La entrega voluntaria -y negociada con el gobierno de EE. UU.- de morenistas señalados de tener nexos con cárteles, golpea a Morena debajo de su línea de flotación y la pone en riesgo de zozobra al demostrarse la implicación de dirigentes con cárteles; que, como dice Trump, “gobiernan al país”; y la incapacidad de Sheinbaum para seguirlos encubriendo. El pedestal de la superioridad moral de la 4t está en proceso de derrumbarse, y la elección de 2027 puede ser un indicador del daño infringido.

La oportunidad de crear un frente multinacional para erradicar el narcotráfico, tantas veces propuesto por especialistas, ha sido rechazado por el gobierno de Sheinbaum, que lejos de colaborar para reducir el poderío económico de estos grupos, el daño a la población, su capacidad armada y recuperar la cornucopia de recursos económicos (dinero, empresas, propiedades, inversiones, etc.) que servirían para reparar el daño a las más de 500 mil familias que han perdido un integrante -por asesinato o desaparición-, estos se irán a EE.UU., por omisión y complicidad de la morenizada justicia mexicana.

El rechazo a entregar morenistas al gobierno de Trump, por la 4T, bajo el falso argumento de la soberanía, queda por los suelos con la entrega voluntaria de los primeros morenistas, y deja en claro la labor de encubrimiento a cargo de Sheinbaum, lo cual le puede resultar contraproducente si -a quienes pretende encubrir- la inculpan de haber utilizado recursos de procedencia ilícita en su campaña; y obliga a la 4t a modificar su narrativa y actitud ante la exigencia de colaboración, conforme al convenio de extradición suscrito por México y Estados Unidos, y a los tratados internacionales.
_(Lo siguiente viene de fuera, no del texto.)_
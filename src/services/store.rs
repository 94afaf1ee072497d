//! Document store seam.
//!
//! The application only reads: one document by id, or every document in a
//! collection. `FirestoreStore` implements this over REST; tests use an
//! in-memory map.

use std::collections::BTreeMap;

/// Field value as seen by the application. Anything that is not text, a
/// list of text, or null collapses to `Unsupported` and is ignored.
#[derive(Debug, Clone, PartialEq, Eq)]
pub enum FieldValue {
    Null,
    Text(String),
    List(Vec<String>),
    Unsupported,
}

/// A raw document: its id within the collection plus its fields.
#[derive(Debug, Clone, Default, PartialEq, Eq)]
pub struct Document {
    pub id: String,
    pub fields: BTreeMap<String, FieldValue>,
}

impl Document {
    #[must_use]
    pub fn new(id: impl Into<String>) -> Self {
        Self { id: id.into(), fields: BTreeMap::new() }
    }

    #[cfg(test)]
    #[must_use]
    pub fn with_text(mut self, field: &str, value: impl Into<String>) -> Self {
        self.fields
            .insert(field.to_owned(), FieldValue::Text(value.into()));
        self
    }
}

#[derive(Debug, thiserror::Error)]
pub enum StoreError {
    #[error("store request failed: {0}")]
    Request(String),
    #[error("store returned status {status}: {body}")]
    Response { status: u16, body: String },
    #[error("store response parse failed: {0}")]
    Parse(String),
}

#[async_trait::async_trait]
pub trait DocumentStore: Send + Sync {
    /// Fetch one document. `Ok(None)` when it does not exist.
    ///
    /// `bearer` is the caller's ID token, forwarded so store-side access
    /// rules apply to the signed-in user.
    async fn get_document(&self, collection: &str, id: &str, bearer: &str) -> Result<Option<Document>, StoreError>;

    /// Fetch every document in a collection, unfiltered and unsorted.
    async fn list_documents(&self, collection: &str, bearer: &str) -> Result<Vec<Document>, StoreError>;
}
//! CSV export of every contribution record.
//!
//! One header row, then one row per record in the order given. Every cell
//! is quoted and carries the field text exactly as stored, so any RFC 4180
//! reader gets the stored value back.

use crate::record::{ContributionKind, ContributionRecord};

pub const CSV_HEADER: &str = "email,patents,publications,conferences,events";
pub const CSV_FILENAME: &str = "contributions.csv";
pub const CSV_CONTENT_TYPE: &str = "text/csv; charset=utf-8";

/// Wrap a value in double quotes, doubling any quote inside it.
#[must_use]
pub fn quote_field(value: &str) -> String {
    format!("\"{}\"", value.replace('"', "\"\""))
}

fn row(record: &ContributionRecord) -> String {
    let mut cells = Vec::with_capacity(1 + ContributionKind::ALL.len());
    cells.push(quote_field(&record.email));
    for kind in ContributionKind::ALL {
        cells.push(quote_field(record.stored_text(kind)));
    }
    cells.join(",")
}

/// Render `records` as CSV text. An empty slice yields just the header.
#[must_use]
pub fn to_csv(records: &[ContributionRecord]) -> String {
    std::iter::once(CSV_HEADER.to_owned())
        .chain(records.iter().map(row))
        .collect::<Vec<_>>()
        .join("\n")
}

/// Value for the `Content-Disposition` header.
#[must_use]
pub fn content_disposition() -> String {
    format!("attachment; filename=\"{CSV_FILENAME}\"")
}

#[cfg(test)]
#[path = "export_test.rs"]
mod tests;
Incongruentemente, mientras Sheinbaum hace todo lo posible para retener a Rocha Moya en el país y otorgarle impunidad, embiste políticamente a la gobernadora de Chihuahua, impulsando electoralmente a su partido a tomar el poder, por el hecho de que la CIA, el ejército mexicano y policías estatales destruyeron el mayor laboratorio de drogas en nuestro territorio, contrastando su actitud ante dos gobernadores en situaciones contrapuestas.

A diferencia de Bolivia, Chile, Argentina, Costa Rica, Honduras -entre otros países donde ha habido alternancia-, en México hay una doble crisis: no hay alternativas sólidas y viables (opciones partidistas), ni definición de rumbo (proyecto).

La prioridad es conocer qué proyecto es adecuado para movilizar a la sociedad, superando el hartazgo —motor emocional de las decisiones electorales—, por la conciencia del bien común deseado y por la determinación por hacerla posible. La alternativa no está ni en proyectos antimorenistas, ni en resignarse a administrar su legado, sino en construir –deveras- condiciones para el bien común.

En el cómo hay experiencias que se pueden aprovechar: Taiwán, Singapur, Corea del Sur, Malasia y, más recientemente, China, que logró sacar permanen temente de la pobreza a 800 millones de personas. Estos países tienen en común —aunque con diversos grados, acentos y matices—: inversión prioritaria en educación de calidad —a todos los niveles—; promover la inversión interna y externa; dar garantías jurídicas a los inversores; promover la libertad de mercado; la generación de empleos productivos enfocados a la exportación; apoyos sociales temporales y subsidiarios; cero tolerancia con la corrupción, entre otros. Pero estas propuestas quedarían incompletas si no se pone al centro a la persona humana, ni se busca el bien común como principio y fin de la acción política.

La crisis nacional se debe, en parte, a la creciente demagogia y la falta de ética, por lo que recuperarla constituye una exigencia imprescindible para la viabilidad del país. Es por ello que, hoy, una tarea necesaria y urgente consiste en fortalecer y enfocar alternativas políticas -partidistas, cívicas y sociales- que posibiliten la alternancia y proyectos eficientes y viables de bien común.